WHAT IS REQUIRED —
Lines outside the range are not wanted. Give again exactly the lines between the line holding "impl IntoResponse for" and the line holding "sqlx::Error::Database(_) | sqlx::Error::Protocol(_)", inclusive, from the listing below.

RECORD EXTRACTS —
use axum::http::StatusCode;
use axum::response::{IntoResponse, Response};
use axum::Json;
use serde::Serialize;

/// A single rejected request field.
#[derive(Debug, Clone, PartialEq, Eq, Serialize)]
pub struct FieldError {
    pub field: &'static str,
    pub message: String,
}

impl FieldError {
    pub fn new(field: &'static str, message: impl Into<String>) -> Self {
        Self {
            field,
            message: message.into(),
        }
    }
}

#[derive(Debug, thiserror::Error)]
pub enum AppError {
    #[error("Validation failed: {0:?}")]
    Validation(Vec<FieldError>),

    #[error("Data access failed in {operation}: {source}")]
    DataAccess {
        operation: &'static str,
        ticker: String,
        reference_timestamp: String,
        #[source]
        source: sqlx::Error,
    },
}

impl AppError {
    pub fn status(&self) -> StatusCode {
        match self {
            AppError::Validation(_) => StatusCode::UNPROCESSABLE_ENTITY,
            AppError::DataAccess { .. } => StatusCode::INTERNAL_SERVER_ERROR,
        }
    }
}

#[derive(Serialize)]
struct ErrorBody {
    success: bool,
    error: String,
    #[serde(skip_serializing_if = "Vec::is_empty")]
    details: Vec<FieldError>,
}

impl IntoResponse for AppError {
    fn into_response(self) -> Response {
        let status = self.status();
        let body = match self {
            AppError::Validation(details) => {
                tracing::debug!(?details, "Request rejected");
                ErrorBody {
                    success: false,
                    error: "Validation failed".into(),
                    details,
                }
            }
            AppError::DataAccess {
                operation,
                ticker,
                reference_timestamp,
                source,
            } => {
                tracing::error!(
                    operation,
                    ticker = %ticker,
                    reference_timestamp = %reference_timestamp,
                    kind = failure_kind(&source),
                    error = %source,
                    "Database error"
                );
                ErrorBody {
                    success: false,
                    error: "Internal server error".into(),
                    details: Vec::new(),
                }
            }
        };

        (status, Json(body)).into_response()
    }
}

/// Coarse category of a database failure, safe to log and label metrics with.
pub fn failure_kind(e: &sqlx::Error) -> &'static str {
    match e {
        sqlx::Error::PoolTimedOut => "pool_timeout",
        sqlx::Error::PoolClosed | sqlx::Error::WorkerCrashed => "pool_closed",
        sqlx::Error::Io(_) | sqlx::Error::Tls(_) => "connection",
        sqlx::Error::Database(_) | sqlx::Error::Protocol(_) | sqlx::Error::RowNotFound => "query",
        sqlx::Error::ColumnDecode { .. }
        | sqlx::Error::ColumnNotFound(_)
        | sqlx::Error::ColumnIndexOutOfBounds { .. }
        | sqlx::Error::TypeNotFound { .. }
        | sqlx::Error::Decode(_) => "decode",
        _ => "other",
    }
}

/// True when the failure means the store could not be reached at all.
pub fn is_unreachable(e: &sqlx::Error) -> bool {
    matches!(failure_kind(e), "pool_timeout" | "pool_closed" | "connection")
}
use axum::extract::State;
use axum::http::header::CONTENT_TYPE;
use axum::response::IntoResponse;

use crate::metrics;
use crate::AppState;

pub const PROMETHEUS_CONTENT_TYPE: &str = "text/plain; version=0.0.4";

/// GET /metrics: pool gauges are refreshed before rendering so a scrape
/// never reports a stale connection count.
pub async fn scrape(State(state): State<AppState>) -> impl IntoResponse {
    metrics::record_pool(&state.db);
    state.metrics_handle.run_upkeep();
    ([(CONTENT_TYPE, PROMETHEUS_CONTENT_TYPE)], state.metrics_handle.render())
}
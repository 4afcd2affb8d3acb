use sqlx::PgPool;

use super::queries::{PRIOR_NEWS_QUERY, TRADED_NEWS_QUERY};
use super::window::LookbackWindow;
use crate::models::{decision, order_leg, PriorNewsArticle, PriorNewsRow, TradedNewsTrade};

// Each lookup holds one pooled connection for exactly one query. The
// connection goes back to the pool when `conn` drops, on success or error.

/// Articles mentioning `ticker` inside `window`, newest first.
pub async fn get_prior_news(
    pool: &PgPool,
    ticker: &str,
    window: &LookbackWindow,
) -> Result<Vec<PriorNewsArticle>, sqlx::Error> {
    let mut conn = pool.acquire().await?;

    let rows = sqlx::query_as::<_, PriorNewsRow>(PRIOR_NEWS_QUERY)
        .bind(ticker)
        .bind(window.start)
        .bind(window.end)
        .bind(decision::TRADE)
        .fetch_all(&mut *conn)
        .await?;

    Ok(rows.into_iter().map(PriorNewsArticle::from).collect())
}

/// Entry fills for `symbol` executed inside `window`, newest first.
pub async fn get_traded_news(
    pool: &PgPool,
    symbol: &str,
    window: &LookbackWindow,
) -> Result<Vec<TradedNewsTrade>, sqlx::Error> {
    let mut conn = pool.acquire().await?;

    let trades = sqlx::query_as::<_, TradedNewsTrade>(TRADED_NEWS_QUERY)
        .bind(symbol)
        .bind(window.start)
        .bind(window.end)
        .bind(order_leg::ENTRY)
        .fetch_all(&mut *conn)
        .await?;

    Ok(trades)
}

SOLUTION TO THIS TASK —
impl IntoResponse for AppError {
    fn into_response(self) -> Response {
        let status = self.status();
        let body = match self {
            AppError::Validation(details) => {
                tracing::debug!(?details, "Request rejected");
                ErrorBody {
                    success: false,
                    error: "Validation failed".into(),
                    details,
                }
            }
            AppError::DataAccess {
                operation,
                ticker,
                reference_timestamp,
                source,
            } => {
                tracing::error!(
                    operation,
                    ticker = %ticker,
                    reference_timestamp = %reference_timestamp,
                    kind = failure_kind(&source),
                    error = %source,
                    "Database error"
                );
                ErrorBody {
                    success: false,
                    error: "Internal server error".into(),
                    details: Vec::new(),
                }
            }
        };

        (status, Json(body)).into_response()
    }
}

/// Coarse category of a database failure, safe to log and label metrics with.
pub fn failure_kind(e: &sqlx::Error) -> &'static str {
    match e {
        sqlx::Error::PoolTimedOut => "pool_timeout",
        sqlx::Error::PoolClosed | sqlx::Error::WorkerCrashed => "pool_closed",
        sqlx::Error::Io(_) | sqlx::Error::Tls(_) => "connection",
        sqlx::Error::Database(_) | sqlx::Error::Protocol(_) | sqlx::Error::RowNotFound => "query",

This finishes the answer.